I am 0 to 2 when it comes to guessing our children’s gender. With both boys, I desperately wanted them to be male and was sure that whatever component of the universe determined gender knew that and therefore would maliciously give me girls. Terrifying thought. Plus my nausea was worse with Jonathan and everyone said that meant a girl. So I was positive on the girl guess and completely incorrect in reality. But we knew with both by 20 weeks, so there wasn’t a whole lot of time spent wondering.
This time around, I was amazed to find that even early on, even with a completely surprise pregnancy that I was not a happy camper about, I really really, for the first time ever, wanted a girl. Up until this pregnancy I really thought I would be happy, if not completely delighted, with a house full of boys. I know what it’s like to be female and the otherness and sometimes baffling mystery that is the opposite sex appealed to me. Boys come with their own unique sets of problems but at least I wasn’t intimately acquainted with them! I know all too well the problems and pressures and hurts and millions of little things that make up being a girl and later a woman and I really wasn’t interested in having all of that so very in my face on a daily basis. I didn’t want to watch my daughter deal with things I had struggled with. It felt that any problems that she faced would feel too close.
When I was hoping for a boy when pregnant with Isaac I didn’t quite have the words But a few years later I stumbled across Erica Rivera’s memoir Insatiable: A young mother’s struggle with anorexia and she put words to at least some of what I was thinking about when she wrote about having her first daughter.
I imagine the avalanche of My Little Ponies, Barbies, and Disney Princesses. I imagine being forced to buy tutus and ballet shoes, endure tea parties and potty training. I imagine the hoarding of hair products, the mess of maxi pads, the agony of prom dresses and pantyhose.
Worst of all: the diets.
If only I could inoculate her against eating disorders along with measles, mumps, and rubella.
If I had a son, there would be no restrictions. I’d allow him spoons of peanut butter for breakfast, nachos for lunch, cupcakes at bedtime. It wouldn’t matter if I took him into public with bed hair and mismatched clothes.
But a daughter… a daughter is different.
If I’m her role model, I’m afraid I’ll pass on the adolescent body hatred like an undesired family heirloom.
The thought of a girl was, put simply, more than I wanted to deal with. Fast forward four years and, oddly enough, my sons’ hurts and losses and struggles are still difficult for me, even though they are the opposite gender. Shocking, I know.
Now… well, we have a lot of cars and legos and trucks strewn around our house and it could stand for a little pink and glitter. Also, I am getting tired of my “get your hands out of your pants” mantra and the desire to tell both my children; ”Yes, yes it IS still attached to you. I promise you don’t have to keep checking!” Boys! It would be nice to have someone just a little more comprehensible, a little more like me. Besides, I think Clint might frown on my getting pedicures with either of the boys as a fun “mother son” outing.
Since we are not going the route of the ultrasound reveal, I decided to “test” (using that word loosely!) this baby’s gender to see what I am supposedly having. The answer from the smattering of tests I took? 5 came out girl and 4 came out boy. It must be a hermaphrodite.

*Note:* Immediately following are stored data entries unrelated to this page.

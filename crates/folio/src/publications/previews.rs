//! MDX preview generation.
//!
//! For every publication the abstract and introduction (or, for books, the
//! table of contents) are extracted, cleaned of Quarto-only markup and
//! written next to the sources as `preview.mdx`.

use std::{
    fs,
    path::{Path, PathBuf},
};

use log::{debug, info, warn};

use folio_text::preview::{PreviewKind, build_preview};

use super::{read_optional, read_source};
use crate::{config::PublicationsConfig, error::FolioError};

/// Result of processing one publication.
#[derive(Debug, Clone, PartialEq, Eq)]
pub enum PreviewOutcome {
    /// A preview file was written.
    Generated { path: PathBuf, kind: PreviewKind },
    /// Nothing was written.
    Skipped { reason: String },
}

/// Counts of a batch run over a publications root.
#[derive(Debug, Clone, Copy, Default, PartialEq, Eq)]
pub struct PreviewSummary {
    pub generated: usize,
    pub skipped: usize,
}

/// Generates the preview for the publication in `pub_dir`.
///
/// A missing index or an index without anything to preview is a skip, not
/// an error.
///
/// # Errors
///
/// Returns [`FolioError::Io`] when a source exists but cannot be read, or
/// the preview cannot be written.
pub fn generate_preview(
    pub_dir: &Path,
    config: &PublicationsConfig,
) -> Result<PreviewOutcome, FolioError> {
    let index = match read_source(&pub_dir.join(config.index_file())) {
        Ok(index) => index,
        Err(FolioError::NotFound(path)) => {
            warn!(path:? = path; "Skipping publication without index");
            return Ok(PreviewOutcome::Skipped {
                reason: format!("no {} found", config.index_file()),
            });
        }
        Err(err) => return Err(err),
    };
    let introduction = read_optional(&pub_dir.join(config.introduction_file()))?;
    debug!(has_introduction_file = introduction.is_some(); "Sources read");

    let Some(preview) = build_preview(&index, introduction.as_deref()) else {
        warn!(dir:? = pub_dir; "Skipping publication without preview content");
        return Ok(PreviewOutcome::Skipped {
            reason: "could not extract preview content".to_string(),
        });
    };

    let path = pub_dir.join(config.preview_file());
    fs::write(&path, &preview.content)?;
    info!(path:? = path, kind:? = preview.kind; "Preview generated");

    Ok(PreviewOutcome::Generated {
        path,
        kind: preview.kind,
    })
}

/// Returns `true` if `dir` is a publication: a directory that is not on the
/// skip list and holds the manifest file.
fn is_publication(dir: &Path, config: &PublicationsConfig) -> bool {
    let Some(name) = dir.file_name().and_then(|name| name.to_str()) else {
        return false;
    };
    dir.is_dir() && !config.is_skipped(name) && dir.join(config.manifest_file()).is_file()
}

/// Generates previews for every publication under `root`, in name order.
///
/// Failures of single publications are logged and counted as skipped.
///
/// # Errors
///
/// Returns [`FolioError::NotFound`] when `root` does not exist and
/// [`FolioError::Io`] when it cannot be listed.
pub fn generate_all(root: &Path, config: &PublicationsConfig) -> Result<PreviewSummary, FolioError> {
    if !root.is_dir() {
        return Err(FolioError::NotFound(root.to_path_buf()));
    }
    info!(root:? = root; "Generating previews");

    let mut dirs = fs::read_dir(root)?
        .map(|entry| entry.map(|entry| entry.path()))
        .collect::<Result<Vec<_>, _>>()?;
    dirs.sort();

    let mut summary = PreviewSummary::default();
    for dir in dirs.iter().filter(|dir| is_publication(dir, config)) {
        info!(publication:? = dir.file_name(); "Processing");
        match generate_preview(dir, config) {
            Ok(PreviewOutcome::Generated { .. }) => summary.generated += 1,
            Ok(PreviewOutcome::Skipped { .. }) => summary.skipped += 1,
            Err(err) => {
                warn!(publication:? = dir.file_name(), err:% = err; "Preview failed");
                summary.skipped += 1;
            }
        }
    }

    info!(generated = summary.generated, skipped = summary.skipped; "Previews done");
    Ok(summary)
}

#[cfg(test)]
mod tests {
    use super::*;

    const PAPER_INDEX: &str = "---\ntitle: Paper\n---\n\n# Abstract {.unnumbered}\n\nHello world.\n\n# Introduction\n\nInline intro.\n";

    fn publication(root: &Path, name: &str, index: Option<&str>) -> PathBuf {
        let dir = root.join(name);
        fs::create_dir_all(&dir).unwrap();
        fs::write(dir.join("_quarto.yml"), "project:\n  type: book\n").unwrap();
        if let Some(index) = index {
            fs::write(dir.join("index.qmd"), index).unwrap();
        }
        dir
    }

    #[test]
    fn test_generate_preview_for_paper() {
        let root = tempfile::tempdir().unwrap();
        let dir = publication(root.path(), "paper", Some(PAPER_INDEX));

        let outcome = generate_preview(&dir, &PublicationsConfig::default()).unwrap();
        let PreviewOutcome::Generated { path, kind } = outcome else {
            panic!("expected a generated preview");
        };
        assert_eq!(kind, PreviewKind::Paper);
        assert_eq!(
            fs::read_to_string(path).unwrap(),
            "## Abstract\n\nHello world.\n\n---\n\n## Introduction\n\nInline intro."
        );
    }

    #[test]
    fn test_introduction_file_wins() {
        let root = tempfile::tempdir().unwrap();
        let dir = publication(root.path(), "paper", Some(PAPER_INDEX));
        fs::write(
            dir.join("1_introduction.qmd"),
            "# Introduction\n\nFrom the chapter file.\n\n# Background\n\nMore.\n",
        )
        .unwrap();

        generate_preview(&dir, &PublicationsConfig::default()).unwrap();
        let written = fs::read_to_string(dir.join("preview.mdx")).unwrap();
        assert!(written.ends_with("## Introduction\n\nFrom the chapter file."));
    }

    #[test]
    fn test_missing_index_is_skipped() {
        let root = tempfile::tempdir().unwrap();
        let dir = publication(root.path(), "empty", None);

        let outcome = generate_preview(&dir, &PublicationsConfig::default()).unwrap();
        assert!(matches!(outcome, PreviewOutcome::Skipped { .. }));
        assert!(!dir.join("preview.mdx").exists());
    }

    #[test]
    fn test_generate_all_counts_and_filters() {
        let root = tempfile::tempdir().unwrap();
        publication(root.path(), "a_paper", Some(PAPER_INDEX));
        publication(
            root.path(),
            "b_book",
            Some("# Table of Contents\n\n1. Foundations\n2. Practice\n"),
        );
        publication(root.path(), "c_nothing", Some("Just prose.\n"));
        publication(root.path(), "pdf", Some(PAPER_INDEX));

        // Not a publication: no manifest
        let stray = root.path().join("notes");
        fs::create_dir_all(&stray).unwrap();
        fs::write(stray.join("index.qmd"), PAPER_INDEX).unwrap();
        fs::write(root.path().join("README.md"), "readme").unwrap();

        let summary = generate_all(root.path(), &PublicationsConfig::default()).unwrap();
        assert_eq!(
            summary,
            PreviewSummary {
                generated: 2,
                skipped: 1
            }
        );
        assert!(!root.path().join("pdf/preview.mdx").exists());
        assert!(!stray.join("preview.mdx").exists());

        let book = fs::read_to_string(root.path().join("b_book/preview.mdx")).unwrap();
        assert!(book.starts_with("## Table of Contents"));
    }

    #[test]
    fn test_generate_all_missing_root() {
        let root = tempfile::tempdir().unwrap();
        let missing = root.path().join("nope");
        assert!(matches!(
            generate_all(&missing, &PublicationsConfig::default()),
            Err(FolioError::NotFound(_))
        ));
    }
}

Based on a baby gender test online: Boy
The morning sickness test – I had it, therefore: Girl
Craving test – wanting salt and protein: Boy
Baking soda test: Girl
Chinese Gender Predictor: Girl
Heart rate – under 140: Boy
The ring test (Put your wedding ring on a string and dangle it over your belly. If it swings side to side it’s a boy, if it spins in circles, it’s a girl.): Girl
The hairline test (Find your last child, look at their hairline at the nape of their neck. If it comes to a point you’re having the opposite gender, if it goes straight across you’re having the same gender.): Boy
The penny test (Lick your thumb and rub it on a penny. Hold the penny against the wall with the same thumb for 30 seconds. If it sticks, you’re having a girl.): Girl
I lean pretty heavily on the heart rate test, and I think I am having another boy (Which, in all honesty will be a little disappointing. Yes, I just want a healthy baby and yes, we have very cute boys, but I want a healthy GIRL baby, even if it means a million ruffled baby socks and hair bands.) I look forward to finding out in a few months!
Hard to imagine that with all these fantastic tests they bothered to invent the ultrasound.